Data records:

== Segment start ==

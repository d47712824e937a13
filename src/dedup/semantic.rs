use rayon::prelude::*;
use tracing::debug;

use super::StageOutcome;
use crate::config::DedupConfig;
use crate::embedding::{EmbeddingError, Embeddings};
use crate::record::Record;
use crate::types::removal::{DedupMethod, RemovalDecision, SimilarityEdge};

/// Within this distance of ±1 a score is rounding noise on (anti)parallel
/// vectors. Inputs are `f32`, so no two distinct directions get this close.
const PARALLEL_EPSILON: f64 = 1e-9;

/// Cosine similarity in `[-1, 1]`. Zero vectors are similar to nothing.
///
/// Parallel vectors score exactly `1.0` whatever their magnitude, so a
/// `semantic_threshold` of `1.0` matches identical embeddings.
pub fn cosine_similarity(a: &[f32], b: &[f32]) -> f64 {
    cosine_from_parts(dot(a, b), norm(a) * norm(b))
}

/// Shared by the pairwise and blocked paths so both score identically.
fn cosine_from_parts(dot: f64, denom: f64) -> f64 {
    if denom == 0.0 {
        return 0.0;
    }
    let score = (dot / denom).clamp(-1.0, 1.0);
    if score >= 1.0 - PARALLEL_EPSILON {
        1.0
    } else if score <= PARALLEL_EPSILON - 1.0 {
        -1.0
    } else {
        score
    }
}

fn dot(a: &[f32], b: &[f32]) -> f64 {
    a.iter().zip(b).map(|(x, y)| *x as f64 * *y as f64).sum()
}

fn norm(v: &[f32]) -> f64 {
    v.iter().map(|x| *x as f64 * *x as f64).sum::<f64>().sqrt()
}

/// Remove near-duplicates by cosine similarity of their embeddings.
///
/// `embeddings.get(i)` must belong to `records[i]`. For every pair `i < j` with
/// `cos >= semantic_threshold` the longer text is kept; equal lengths keep
/// `i`. A record losing several pairs is logged once, against the first pair
/// in `(i, j)` order.
///
/// The matrix is computed in `block_size` squares, block pairs in parallel.
/// Edges are sorted before resolution, so blocking never changes the outcome.
pub fn remove_semantic_duplicates(
    records: Vec<Record>,
    embeddings: &Embeddings,
    config: &DedupConfig,
) -> Result<StageOutcome, EmbeddingError> {
    embeddings.check_aligned(records.len())?;
    Ok(resolve_aligned(records, embeddings, config))
}

/// Body of [`remove_semantic_duplicates`] once alignment is established.
pub(crate) fn resolve_aligned(
    records: Vec<Record>,
    embeddings: &Embeddings,
    config: &DedupConfig,
) -> StageOutcome {
    let total = records.len();
    let norms: Vec<f64> = (0..total).map(|i| norm(embeddings.get(i))).collect();

    let block_size = config.block_size.max(1);
    let starts: Vec<usize> = (0..total).step_by(block_size).collect();
    let block_pairs: Vec<(usize, usize)> = starts
        .iter()
        .enumerate()
        .flat_map(|(bi, &row)| starts[bi..].iter().map(move |&col| (row, col)))
        .collect();

    let mut edges: Vec<SimilarityEdge> = block_pairs
        .par_iter()
        .flat_map_iter(|&(row, col)| {
            block_edges(embeddings, &norms, row, col, block_size, config.semantic_threshold)
        })
        .collect();

    edges.sort_by(|x, y| (x.a, x.b).cmp(&(y.a, y.b)));

    let lengths: Vec<usize> = records.iter().map(Record::text_len).collect();
    let mut removed = vec![false; total];
    let mut removals = Vec::new();
    for edge in &edges {
        let (keep, drop) = if lengths[edge.a] >= lengths[edge.b] {
            (edge.a, edge.b)
        } else {
            (edge.b, edge.a)
        };
        if removed[drop] {
            continue;
        }
        removed[drop] = true;
        removals.push(RemovalDecision {
            removed_id: records[drop].id,
            kept_id: records[keep].id,
            score: edge.score,
            method: DedupMethod::Semantic,
        });
    }

    debug!(
        blocks = block_pairs.len(),
        candidates = edges.len(),
        removed = removals.len(),
        "semantic dedup done"
    );

    let kept = records
        .into_iter()
        .zip(removed)
        .filter_map(|(record, gone)| (!gone).then_some(record))
        .collect();

    StageOutcome { kept, removals }
}

/// Full similarity matrix of one block pair, then every cell above threshold
/// with global `j > i`.
fn block_edges(
    embeddings: &Embeddings,
    norms: &[f64],
    row: usize,
    col: usize,
    block_size: usize,
    threshold: f64,
) -> Vec<SimilarityEdge> {
    let row_end = (row + block_size).min(embeddings.len());
    let col_end = (col + block_size).min(embeddings.len());
    let width = col_end - col;

    let mut matrix = vec![0.0f64; (row_end - row) * width];
    for i in row..row_end {
        for j in col..col_end {
            matrix[(i - row) * width + (j - col)] =
                cosine_from_parts(dot(embeddings.get(i), embeddings.get(j)), norms[i] * norms[j]);
        }
    }

    let mut edges = Vec::new();
    for i in row..row_end {
        for j in col..col_end {
            if j <= i {
                continue;
            }
            let score = matrix[(i - row) * width + (j - col)];
            if score >= threshold {
                edges.push(SimilarityEdge { a: i, b: j, score });
            }
        }
    }
    edges
}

== Segment end ==

TASK: Each line of the data has to be written out exactly as it appears.

ANSWER BELOW:
repository d47712824e937a13
filename src/dedup/semantic.rs
use rayon::prelude::*;
use tracing::debug;

use super::StageOutcome;
use crate::config::DedupConfig;
use crate::embedding::{EmbeddingError, Embeddings};
use crate::record::Record;
use crate::types::removal::{DedupMethod, RemovalDecision, SimilarityEdge};

/// Within this distance of ±1 a score is rounding noise on (anti)parallel
/// vectors. Inputs are `f32`, so no two distinct directions get this close.
const PARALLEL_EPSILON: f64 = 1e-9;

/// Cosine similarity in `[-1, 1]`. Zero vectors are similar to nothing.
///
/// Parallel vectors score exactly `1.0` whatever their magnitude, so a
/// `semantic_threshold` of `1.0` matches identical embeddings.
pub fn cosine_similarity(a: &[f32], b: &[f32]) -> f64 {
    cosine_from_parts(dot(a, b), norm(a) * norm(b))
}

/// Shared by the pairwise and blocked paths so both score identically.
fn cosine_from_parts(dot: f64, denom: f64) -> f64 {
    if denom == 0.0 {
        return 0.0;
    }
    let score = (dot / denom).clamp(-1.0, 1.0);
    if score >= 1.0 - PARALLEL_EPSILON {
        1.0
    } else if score <= PARALLEL_EPSILON - 1.0 {
        -1.0
    } else {
        score
    }
}

fn dot(a: &[f32], b: &[f32]) -> f64 {
    a.iter().zip(b).map(|(x, y)| *x as f64 * *y as f64).sum()
}

fn norm(v: &[f32]) -> f64 {
    v.iter().map(|x| *x as f64 * *x as f64).sum::<f64>().sqrt()
}

/// Remove near-duplicates by cosine similarity of their embeddings.
///
/// `embeddings.get(i)` must belong to `records[i]`. For every pair `i < j` with
/// `cos >= semantic_threshold` the longer text is kept; equal lengths keep
/// `i`. A record losing several pairs is logged once, against the first pair
/// in `(i, j)` order.
///
/// The matrix is computed in `block_size` squares, block pairs in parallel.
/// Edges are sorted before resolution, so blocking never changes the outcome.
pub fn remove_semantic_duplicates(
    records: Vec<Record>,
    embeddings: &Embeddings,
    config: &DedupConfig,
) -> Result<StageOutcome, EmbeddingError> {
    embeddings.check_aligned(records.len())?;
    Ok(resolve_aligned(records, embeddings, config))
}

/// Body of [`remove_semantic_duplicates`] once alignment is established.
pub(crate) fn resolve_aligned(
    records: Vec<Record>,
    embeddings: &Embeddings,
    config: &DedupConfig,
) -> StageOutcome {
    let total = records.len();
    let norms: Vec<f64> = (0..total).map(|i| norm(embeddings.get(i))).collect();

    let block_size = config.block_size.max(1);
    let starts: Vec<usize> = (0..total).step_by(block_size).collect();
    let block_pairs: Vec<(usize, usize)> = starts
        .iter()
        .enumerate()
        .flat_map(|(bi, &row)| starts[bi..].iter().map(move |&col| (row, col)))
        .collect();

    let mut edges: Vec<SimilarityEdge> = block_pairs
        .par_iter()
        .flat_map_iter(|&(row, col)| {
            block_edges(embeddings, &norms, row, col, block_size, config.semantic_threshold)
        })
        .collect();

    edges.sort_by(|x, y| (x.a, x.b).cmp(&(y.a, y.b)));

    let lengths: Vec<usize> = records.iter().map(Record::text_len).collect();
    let mut removed = vec![false; total];
    let mut removals = Vec::new();
    for edge in &edges {
        let (keep, drop) = if lengths[edge.a] >= lengths[edge.b] {
            (edge.a, edge.b)
        } else {
            (edge.b, edge.a)
        };
        if removed[drop] {
            continue;
        }
        removed[drop] = true;
        removals.push(RemovalDecision {
            removed_id: records[drop].id,
            kept_id: records[keep].id,
            score: edge.score,
            method: DedupMethod::Semantic,
        });
    }

    debug!(
        blocks = block_pairs.len(),
        candidates = edges.len(),
        removed = removals.len(),
        "semantic dedup done"
    );

    let kept = records
        .into_iter()
        .zip(removed)
        .filter_map(|(record, gone)| (!gone).then_some(record))
        .collect();

    StageOutcome { kept, removals }
}

/// Full similarity matrix of one block pair, then every cell above threshold
/// with global `j > i`.
fn block_edges(
    embeddings: &Embeddings,
    norms: &[f64],
    row: usize,
    col: usize,
    block_size: usize,
    threshold: f64,
) -> Vec<SimilarityEdge> {
    let row_end = (row + block_size).min(embeddings.len());
    let col_end = (col + block_size).min(embeddings.len());
    let width = col_end - col;

    let mut matrix = vec![0.0f64; (row_end - row) * width];
    for i in row..row_end {
        for j in col..col_end {
            matrix[(i - row) * width + (j - col)] =
                cosine_from_parts(dot(embeddings.get(i), embeddings.get(j)), norms[i] * norms[j]);
        }
    }

    let mut edges = Vec::new();
    for i in row..row_end {
        for j in col..col_end {
            if j <= i {
                continue;
            }
            let score = matrix[(i - row) * width + (j - col)];
            if score >= threshold {
                edges.push(SimilarityEdge { a: i, b: j, score });
            }
        }
    }
    edges
}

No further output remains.